Our morning routine runs quite smoothly, most days. But about once a week, usually on Thursdays, we have a very difficult start. The LO is tired, oppositional, defiant, and simply grumpy which has resulted in a loss of early morning television privileges these last couple of weeks in an effort to curb her behavior.

We have identified a couple of factors that contribute to this shift in behavior and we are going to try and figure out a solution as soon as possible because, as much as I dislike Mondays, I hate Thursday mornings!

But there is a light at the end of the tunnel...

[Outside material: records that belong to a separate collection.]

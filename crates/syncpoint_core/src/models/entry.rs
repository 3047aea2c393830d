//! User-editable video entry.

use serde::{Deserialize, Serialize};

/// A single video as entered by the user.
///
/// The time fields stay raw strings here; parsing happens at computation
/// time so half-typed input never corrupts stored state.
#[derive(Debug, Clone, PartialEq, Eq, Serialize, Deserialize)]
pub struct VideoEntry {
    /// Session-stable id, assigned at creation and never reused.
    pub id: u64,
    /// Display name.
    pub name: String,
    /// Total length as `M:S` or `H:M:S`.
    pub duration: String,
    /// Timestamp within this video where the shared reference event occurs.
    pub sync_point: String,
}

impl VideoEntry {
    /// Create a new entry.
    pub fn new(
        id: u64,
        name: impl Into<String>,
        duration: impl Into<String>,
        sync_point: impl Into<String>,
    ) -> Self {
        Self {
            id,
            name: name.into(),
            duration: duration.into(),
            sync_point: sync_point.into(),
        }
    }
}

#[cfg(test)]
mod tests {
    use super::*;

    #[test]
    fn entry_serializes() {
        let entry = VideoEntry::new(1, "Video 1", "1:20:48", "11:38");
        let json = serde_json::to_string(&entry).unwrap();
        assert!(json.contains("\"duration\":\"1:20:48\""));
        assert!(json.contains("\"sync_point\":\"11:38\""));

        let back: VideoEntry = serde_json::from_str(&json).unwrap();
        assert_eq!(back, entry);
    }
}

Something definitely changed this morning. I told her if she cooperated with her hair and ate her cereal she could have a 5 minute TV reward. She understood and did exactly as I asked, eating every last bite of her Rice Krispies before throwing the bowl into the sink and getting her reward while I finished getting ready for work. Then, the whole way to daycare she was unusually quiet, almost pensive. I asked her if she was OK and she nodded so I left her alone.

Once we got to daycare, she held my hand all the way to the door and went to take off her jacket and boots without incident. She usually puts her shoes on in the hallway or brings them to her teacher but she asked me to do it for her today. I told her to sit on the floor and she insisted on a chair – specifically the time out chair in the office.

Ok…sure, kid…

I sat her down and put her shoes on, but she didn’t budge so I chatted with the office for a bit. When I told her it was time to go to class she shook her head and quietly uttered “I just want my Mommy right now”. So, I obliged. I sat down and pulled her onto my lap and she hugged me tight, burying her head into my chest. I continued chatting and noticed the time was quickly passing so I suggested once again that she go to class. And, again, she uttered “Not right now, I just want Mommy”. So, again, I obliged. How could I possibly say no?

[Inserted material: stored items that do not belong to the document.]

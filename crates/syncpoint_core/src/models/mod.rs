//! Data models for sync offset calculation.
//!
//! - [`VideoEntry`]: one user-entered video (name plus raw timestamp strings).
//! - [`SyncResult`] / [`SyncReport`]: derived per-video offsets, rebuilt from
//!   scratch on every computation and never mutated in place.

mod entry;
mod report;

pub use entry::VideoEntry;
pub use report::{SyncReport, SyncResult};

It wasn’t until one of her best buddies arrived that she let me bring her to class. Once there, he gave her a big hug and the two of them ran inside telling each other all about their evenings. It was really sweet to watch them interact with one another. I didn’t pester her to say good-bye as I didn’t want to interrupt, I just walked away quietly.

We know that she knows the difference between right and wrong. We understand that she has a hard time these mornings and we know that she knows we are trying our best to help her through the rough patches. She has always been extremely in touch with emotions, hers and those of others around her too, and I am hoping we can reach the next level and teach her to reign them in and learn to express herself a little bit more effectively.

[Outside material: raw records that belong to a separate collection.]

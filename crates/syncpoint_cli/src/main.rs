//! Syncpoint CLI
//!
//! Takes a set of videos (duration plus sync point each), computes how
//! each one's start must be shifted so all sync points align, and renders
//! the result as a table and a proportional text timeline.

use std::path::{Path, PathBuf};

use anyhow::{bail, Context, Result};
use clap::Parser;

use syncpoint_core::config::{ConfigManager, Settings};
use syncpoint_core::entries::EntryList;
use syncpoint_core::logging::{init_tracing, LogLevel};
use syncpoint_core::models::VideoEntry;
use syncpoint_core::{sync, timeline};

mod render;

#[derive(Parser)]
#[command(name = "syncpoint")]
#[command(about = "Align multiple recordings of the same event on one timeline")]
#[command(version)]
struct Cli {
    /// Video spec as NAME,DURATION,SYNC_POINT (repeatable).
    /// Timestamps are M:S or H:M:S. With no specs, a demo set is used.
    #[arg(long = "video", value_name = "NAME,DURATION,SYNC")]
    video: Vec<String>,

    /// Append N entries with the configured default timestamps
    #[arg(long, value_name = "N", default_value = "0")]
    add: u32,

    /// Reject malformed timestamps instead of treating them as 0:00
    #[arg(long)]
    strict: bool,

    /// Emit the report and timeline as JSON
    #[arg(long)]
    json: bool,

    /// Timeline width in columns (overrides settings)
    #[arg(long, value_name = "COLS")]
    timeline_width: Option<u32>,

    /// Settings file (created with defaults if missing)
    #[arg(long, value_name = "PATH")]
    config: Option<PathBuf>,

    /// Verbose logging (-v debug, -vv trace)
    #[arg(short, long, action = clap::ArgAction::Count)]
    verbose: u8,
}

fn main() -> Result<()> {
    let cli = Cli::parse();

    let settings = load_settings(cli.config.as_deref())?;

    let level = match cli.verbose {
        0 => settings.logging.level,
        1 => LogLevel::Debug,
        _ => LogLevel::Trace,
    };
    init_tracing(level);

    let mut list = build_list(&cli.video)?;
    for _ in 0..cli.add {
        list.add(
            &settings.defaults.name_prefix,
            &settings.defaults.duration,
            &settings.defaults.sync_point,
        );
    }
    tracing::debug!("computing offsets for {} video(s)", list.len());

    let strict = cli.strict || settings.display.strict_timestamps;
    let report = if strict {
        sync::compute_strict(list.entries())
    } else {
        sync::compute(list.entries())
    }
    .context("failed to compute sync offsets")?;
    let layout = timeline::layout(&report);

    if cli.json {
        let output = serde_json::json!({
            "report": report,
            "timeline": layout,
        });
        if settings.display.json_pretty {
            println!("{}", serde_json::to_string_pretty(&output)?);
        } else {
            println!("{}", serde_json::to_string(&output)?);
        }
        return Ok(());
    }

    let width = cli
        .timeline_width
        .unwrap_or(settings.display.timeline_width) as usize;

    print!("{}", render::render_report(&report));
    println!();
    print!("{}", render::render_timeline(&layout, width));

    Ok(())
}

/// Load settings from the given path, or fall back to defaults.
///
/// Without an explicit --config, nothing touches the filesystem.
fn load_settings(path: Option<&Path>) -> Result<Settings> {
    match path {
        Some(path) => {
            let mut manager = ConfigManager::new(path);
            manager
                .load_or_create()
                .with_context(|| format!("failed to load settings from {}", path.display()))?;
            Ok(manager.settings().clone())
        }
        None => Ok(Settings::default()),
    }
}

/// Build the entry list from --video specs, or the demo set when none
/// were given.
fn build_list(specs: &[String]) -> Result<EntryList> {
    if specs.is_empty() {
        return Ok(EntryList::starter());
    }
    let entries = specs
        .iter()
        .enumerate()
        .map(|(i, spec)| parse_video_spec(spec, i as u64 + 1))
        .collect::<Result<Vec<_>>>()?;
    Ok(EntryList::from_entries(entries)?)
}

/// Parse a `NAME,DURATION,SYNC_POINT` spec.
///
/// Fields are comma-separated because the timestamps themselves contain
/// colons. The name may contain further commas only if it comes first,
/// since splitting stops after three fields.
fn parse_video_spec(spec: &str, id: u64) -> Result<VideoEntry> {
    let fields: Vec<&str> = spec.splitn(3, ',').collect();
    let (name, duration, sync_point) = match fields[..] {
        [name, duration, sync_point] => (name, duration, sync_point),
        _ => bail!("invalid video spec '{spec}': expected NAME,DURATION,SYNC_POINT"),
    };
    let name = name.trim();
    if name.is_empty() {
        bail!("invalid video spec '{spec}': name is empty");
    }
    Ok(VideoEntry::new(
        id,
        name,
        duration.trim(),
        sync_point.trim(),
    ))
}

And I am extremely optimistic!

Just last weekend we had a situation in the craft store and I was amazed at how smoothly it went. She refused to participate in the craft class and, afterwards, all the wanted to do was pout and drag her feet up and down the aisles while I looked around. I bent down to talk to her and asked her if she was angry. She shook her head. So I asked her if she was sad. Again, she shook her head. Upset? Unhappy? Tired? Sick? No, no, no and no. So then I asked her if she just needed some quiet time by herself… and she said yes. Ok! You want some quiet time, you got it! I told her she didn’t have to hold my hand but she had to stay where I could see her and she agreed. And, sure enough, she came around not long afterwards.

I was very proud of her, then and today as well.